The avenue is named for James Hillhouse (1754–1832) (and his son James Abraham Hillhouse, 1789–1841), innovator in land use in New Haven, who began the program of tree planting that gave New Haven its nickname, The Elm City, and who laid out the Trumbull Plan for Yale College and the Grove Street Cemetery.

Hillhouse Avenue was initially called Temple Avenue, and was staked out, 150 ft wide, by Hillhouse employee, and later Yale president, Jeremiah Day, in 1792. The avenue ran from the Green at Temple Street to a hilltop location where James Abraham Hillhouse built the family mansion, Highwood (later called Sachem's Wood), in 1828. The houses along the wide avenue were set back with room for trees creating a park-like effect. The elms which once shaded the street were lost to Dutch elm disease, but mature oak trees have largely taken their place.

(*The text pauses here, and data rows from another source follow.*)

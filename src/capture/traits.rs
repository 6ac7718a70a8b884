//! Capture trait definitions
//!
//! Platform-agnostic types and traits for device enumeration and stream acquisition.

use crate::utils::error::AppResult;
use async_trait::async_trait;
use serde::{Deserialize, Serialize};
use serde_json::{json, Map, Value};
use uuid::Uuid;

/// Kind of media device reported by enumeration
#[derive(Debug, Clone, Copy, PartialEq, Eq, Hash, Serialize, Deserialize)]
#[serde(rename_all = "lowercase")]
pub enum DeviceKind {
    AudioInput,
    VideoInput,
    AudioOutput,
}

/// Information about an input device
#[derive(Debug, Clone, PartialEq, Eq, Serialize, Deserialize)]
#[serde(rename_all = "camelCase")]
pub struct Device {
    /// Opaque device ID
    pub id: String,

    /// Device kind
    pub kind: DeviceKind,

    /// Human-readable label, empty until permission is granted on some platforms
    pub label: String,
}

impl Device {
    pub fn new(id: impl Into<String>, kind: DeviceKind, label: impl Into<String>) -> Self {
        Self {
            id: id.into(),
            kind,
            label: label.into(),
        }
    }
}

/// User-chosen requirements for a capture stream
#[derive(Debug, Clone, Default, PartialEq, Eq, Serialize, Deserialize)]
#[serde(rename_all = "camelCase")]
pub struct CaptureConstraints {
    /// Exact-match audio device ID
    pub audio_device_id: Option<String>,

    /// Exact-match video device ID
    pub video_device_id: Option<String>,

    /// Whether echo cancellation is required
    pub echo_cancellation: bool,

    /// Requested video width in pixels
    pub width: Option<u32>,

    /// Requested video height in pixels
    pub height: Option<u32>,
}

impl CaptureConstraints {
    /// Render in the `getUserMedia` constraint shape
    pub fn to_media_constraints(&self) -> Value {
        let mut audio = Map::new();
        if let Some(id) = &self.audio_device_id {
            audio.insert("deviceId".into(), json!({ "exact": id }));
        }
        audio.insert(
            "echoCancellation".into(),
            json!({ "exact": self.echo_cancellation }),
        );

        let mut video = Map::new();
        if let Some(id) = &self.video_device_id {
            video.insert("deviceId".into(), json!({ "exact": id }));
        }
        if let Some(width) = self.width {
            video.insert("width".into(), json!(width));
        }
        if let Some(height) = self.height {
            video.insert("height".into(), json!(height));
        }

        json!({ "audio": audio, "video": video })
    }
}

/// A single track of a live stream
#[derive(Debug, Clone, PartialEq, Eq, Serialize, Deserialize)]
#[serde(rename_all = "camelCase")]
pub struct MediaTrack {
    pub id: Uuid,
    pub kind: DeviceKind,
    /// Device the track was opened on
    pub device_id: String,
}

/// Handle to a live capture stream
#[derive(Debug, Clone, PartialEq, Eq, Serialize, Deserialize)]
#[serde(rename_all = "camelCase")]
pub struct StreamHandle {
    pub id: Uuid,
    pub tracks: Vec<MediaTrack>,
}

impl StreamHandle {
    pub fn new(tracks: Vec<MediaTrack>) -> Self {
        Self {
            id: Uuid::new_v4(),
            tracks,
        }
    }
}

/// Produces the list of available media devices
#[async_trait]
pub trait DeviceCatalog: Send + Sync {
    /// Fails with [`AppError::DeviceEnumeration`](crate::utils::AppError) when the platform refuses
    async fn enumerate_devices(&self) -> AppResult<Vec<Device>>;
}

/// Opens and releases live capture streams
#[async_trait]
pub trait CaptureSource: Send + Sync {
    /// Fails with [`AppError::StreamAcquisition`](crate::utils::AppError) on permission denial,
    /// busy devices or unsatisfiable constraints
    async fn acquire_stream(&self, constraints: &CaptureConstraints) -> AppResult<StreamHandle>;

    /// Stop every track of the stream
    fn release_stream(&self, stream: StreamHandle);
}
//! Device selectors
//!
//! Enumeration can run several times (labels only appear after permission is
//! granted), so rebuilding a selector keeps the user's choice when it is still
//! listed.

use super::traits::{Device, DeviceKind};
use serde::{Deserialize, Serialize};

/// One entry of a device selector
#[derive(Debug, Clone, PartialEq, Eq, Serialize, Deserialize)]
pub struct DeviceOption {
    pub id: String,
    pub label: String,
}

/// A drop-down of devices of a single kind
#[derive(Debug, Clone, PartialEq, Eq, Serialize, Deserialize)]
#[serde(rename_all = "camelCase")]
pub struct DeviceSelector {
    pub kind: DeviceKind,
    pub options: Vec<DeviceOption>,
    pub selected: Option<String>,
}

impl DeviceSelector {
    pub fn new(kind: DeviceKind) -> Self {
        Self {
            kind,
            options: Vec::new(),
            selected: None,
        }
    }

    /// Select a listed device. Returns false if the ID is not an option.
    pub fn select(&mut self, id: &str) -> bool {
        if self.contains(id) {
            self.selected = Some(id.to_string());
            true
        } else {
            false
        }
    }

    pub fn contains(&self, id: &str) -> bool {
        self.options.iter().any(|o| o.id == id)
    }

    /// Selected device ID, `None` when nothing usable is selected
    pub fn value(&self) -> Option<&str> {
        self.selected.as_deref().filter(|id| !id.is_empty())
    }

    fn fallback_label(&self) -> String {
        let noun = match self.kind {
            DeviceKind::AudioInput => "microphone",
            DeviceKind::VideoInput => "camera",
            DeviceKind::AudioOutput => "speaker",
        };
        format!("{} {}", noun, self.options.len() + 1)
    }

    fn push(&mut self, device: &Device) {
        let label = if device.label.is_empty() {
            self.fallback_label()
        } else {
            device.label.clone()
        };
        self.options.push(DeviceOption {
            id: device.id.clone(),
            label,
        });
    }

    fn restore(&mut self, previous: Option<String>) {
        self.selected = match previous {
            Some(id) if self.contains(&id) => Some(id),
            _ => self.options.first().map(|o| o.id.clone()),
        };
    }
}

/// Rebuild both selectors from a fresh device list
pub fn apply_device_list(
    devices: &[Device],
    audio: &mut DeviceSelector,
    video: &mut DeviceSelector,
) {
    let previous_audio = audio.selected.take();
    let previous_video = video.selected.take();
    audio.options.clear();
    video.options.clear();

    for device in devices {
        match device.kind {
            DeviceKind::AudioInput => audio.push(device),
            DeviceKind::VideoInput => video.push(device),
            other => {
                tracing::debug!("Skipping device {} of kind {:?}", device.id, other);
            }
        }
    }

    audio.restore(previous_audio);
    video.restore(previous_video);

    tracing::debug!(
        "Device list applied: {} microphones, {} cameras",
        audio.options.len(),
        video.options.len()
    );
}
//! Recorder configuration
//!
//! Stored as camelCase JSON. A missing file means defaults.

use crate::recorder::encoding::DEFAULT_MIME_PREFERENCES;
use crate::utils::error::{AppError, AppResult};
use serde::{Deserialize, Serialize};
use std::fs;
use std::path::{Path, PathBuf};
use std::time::Duration;

/// Environment variable naming the config file
pub const CONFIG_ENV: &str = "WEBCAM_RECORDER_CONFIG";

#[derive(Debug, Clone, Serialize, Deserialize, PartialEq)]
#[serde(rename_all = "camelCase", default)]
pub struct RecorderConfig {
    /// Recording MIME types, most preferred first
    pub mime_preferences: Vec<String>,

    /// Interval between emitted chunks
    pub chunk_interval_ms: u64,

    /// Delay before a download's object URL is revoked
    pub download_release_delay_ms: u64,

    /// Media type used when the recorder does not report one
    pub fallback_mime_type: String,

    /// Where downloads are written
    pub download_dir: PathBuf,

    pub default_width: Option<u32>,

    pub default_height: Option<u32>,

    pub echo_cancellation: bool,
}

impl Default for RecorderConfig {
    fn default() -> Self {
        Self {
            mime_preferences: DEFAULT_MIME_PREFERENCES
                .iter()
                .map(|s| s.to_string())
                .collect(),
            chunk_interval_ms: 1000,
            download_release_delay_ms: 100,
            fallback_mime_type: "video/webm".to_string(),
            download_dir: PathBuf::from("downloads"),
            default_width: None,
            default_height: None,
            echo_cancellation: true,
        }
    }
}

impl RecorderConfig {
    pub fn chunk_interval(&self) -> Duration {
        Duration::from_millis(self.chunk_interval_ms)
    }

    pub fn download_release_delay(&self) -> Duration {
        Duration::from_millis(self.download_release_delay_ms)
    }

    pub fn validate(&self) -> AppResult<()> {
        if self.chunk_interval_ms == 0 {
            return Err(AppError::Config(
                "chunkIntervalMs must be greater than zero".to_string(),
            ));
        }
        if self.download_release_delay_ms == 0 {
            return Err(AppError::Config(
                "downloadReleaseDelayMs must be greater than zero".to_string(),
            ));
        }
        if self.mime_preferences.iter().any(|m| m.trim().is_empty()) {
            return Err(AppError::Config(
                "mimePreferences must not contain empty entries".to_string(),
            ));
        }
        if self.fallback_mime_type.trim().is_empty() {
            return Err(AppError::Config(
                "fallbackMimeType must not be empty".to_string(),
            ));
        }
        if matches!(self.default_width, Some(0)) || matches!(self.default_height, Some(0)) {
            return Err(AppError::Config(
                "default dimensions must be greater than zero".to_string(),
            ));
        }
        Ok(())
    }

    /// Load from `path`, or defaults when the file does not exist
    pub fn load(path: &Path) -> AppResult<Self> {
        if !path.exists() {
            tracing::debug!("No config at {:?}, using defaults", path);
            return Ok(Self::default());
        }

        let content = fs::read_to_string(path)?;
        let config: Self = serde_json::from_str(&content)?;
        config.validate()?;

        tracing::debug!("Loaded config from {:?}", path);
        Ok(config)
    }

    /// Load from the path in [`CONFIG_ENV`], if set
    pub fn from_env() -> AppResult<Self> {
        match std::env::var_os(CONFIG_ENV) {
            Some(path) => Self::load(Path::new(&path)),
            None => Ok(Self::default()),
        }
    }

    /// Write pretty JSON through a temp file and rename
    pub fn save(&self, path: &Path) -> AppResult<()> {
        self.validate()?;

        if let Some(parent) = path.parent() {
            if !parent.as_os_str().is_empty() {
                fs::create_dir_all(parent)?;
            }
        }

        let content = serde_json::to_string_pretty(self)?;
        let tmp = path.with_extension("json.tmp");
        fs::write(&tmp, content)?;
        fs::rename(&tmp, path)?;
        Ok(())
    }
}
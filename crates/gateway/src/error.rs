/// Errors from the photo API boundary.
#[derive(Debug, thiserror::Error)]
pub enum GatewayError {
    /// The configured base URL is missing or not an absolute URL.
    #[error("Invalid base URL '{0}' given")]
    InvalidBaseUrl(String),

    /// The photo API answered with a non-2xx status.
    #[error("HTTP {status}: {body}")]
    Status {
        /// HTTP status code.
        status: u16,
        /// Raw response body, verbatim.
        body: String,
    },

    /// No usable response: DNS, connection, timeout, or an undecodable body.
    #[error(transparent)]
    Transport(#[from] reqwest::Error),

    /// A transport failure reported by a gateway without a real HTTP client.
    #[error("{0}")]
    Unavailable(String),
}

impl GatewayError {
    /// HTTP status of the upstream response, if there was one.
    pub fn status(&self) -> Option<u16> {
        match self {
            GatewayError::Status { status, .. } => Some(*status),
            GatewayError::Transport(err) => err.status().map(|s| s.as_u16()),
            GatewayError::InvalidBaseUrl(_) | GatewayError::Unavailable(_) => None,
        }
    }

    /// Whether the upstream reported the resource as missing.
    pub fn is_not_found(&self) -> bool {
        self.status() == Some(404)
    }
}

#[cfg(test)]
mod tests {
    use super::*;

    #[test]
    fn status_error_embeds_code_and_body() {
        let err = GatewayError::Status {
            status: 500,
            body: "Connection timeout".into(),
        };
        assert_eq!(err.to_string(), "HTTP 500: Connection timeout");
        assert_eq!(err.status(), Some(500));
        assert!(!err.is_not_found());
    }

    #[test]
    fn not_found_is_detected_from_status() {
        let err = GatewayError::Status {
            status: 404,
            body: "Photo not found with ID 1".into(),
        };
        assert!(err.is_not_found());
    }

    #[test]
    fn transport_error_is_displayed_unwrapped() {
        let req_err = reqwest::Client::new().get("://bad").build().unwrap_err();
        let expected = req_err.to_string();
        let err = GatewayError::Transport(req_err);
        assert_eq!(err.to_string(), expected);
        assert_eq!(err.status(), None);
    }

    #[test]
    fn unavailable_has_no_status() {
        let err = GatewayError::Unavailable("connection refused".into());
        assert_eq!(err.to_string(), "connection refused");
        assert_eq!(err.status(), None);
    }
}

The avenue was privately owned until 1862. Because of the nature of the street, its lots, and its orientation to the nine-square-grid of New Haven (the nation's first planned city), Hillhouse Avenue is sometimes considered to be the first suburb in the United States.

The Hillhouse mansion was razed in 1942 in accordance with a directive in the will of James Abraham Hillhouse's daughter, Isaphene. In time, Hillhouse Avenue came to be divided into an upper, residential area, and a lower portion for public buildings and the Farmington Canal. It is now just two blocks long, running from Grove to Sachem. The upper portion of the avenue, along with the adjacent blocks (and the Dana House), was designated the Hillhouse Avenue Historic District on the National Register of Historic Places in 1985.

== Buildings ==
Yale now owns all of the properties on Hillhouse Avenue except for St. Mary's Church and its parish house. The mansions of the upper area have been restored and converted for use by the Yale Jackson School of Global Affairs, the Yale economics department, and for other functions. Lower Hillhouse primarily includes university buildings, a number of them formerly part of the Sheffield Scientific School. There are several houses designed by architects Ithiel Town, Henry Austin and Alexander Jackson Davis. The area at the end of the avenue where Hillhouse's mansion stood is now part of the Science Hill section of Yale's campus.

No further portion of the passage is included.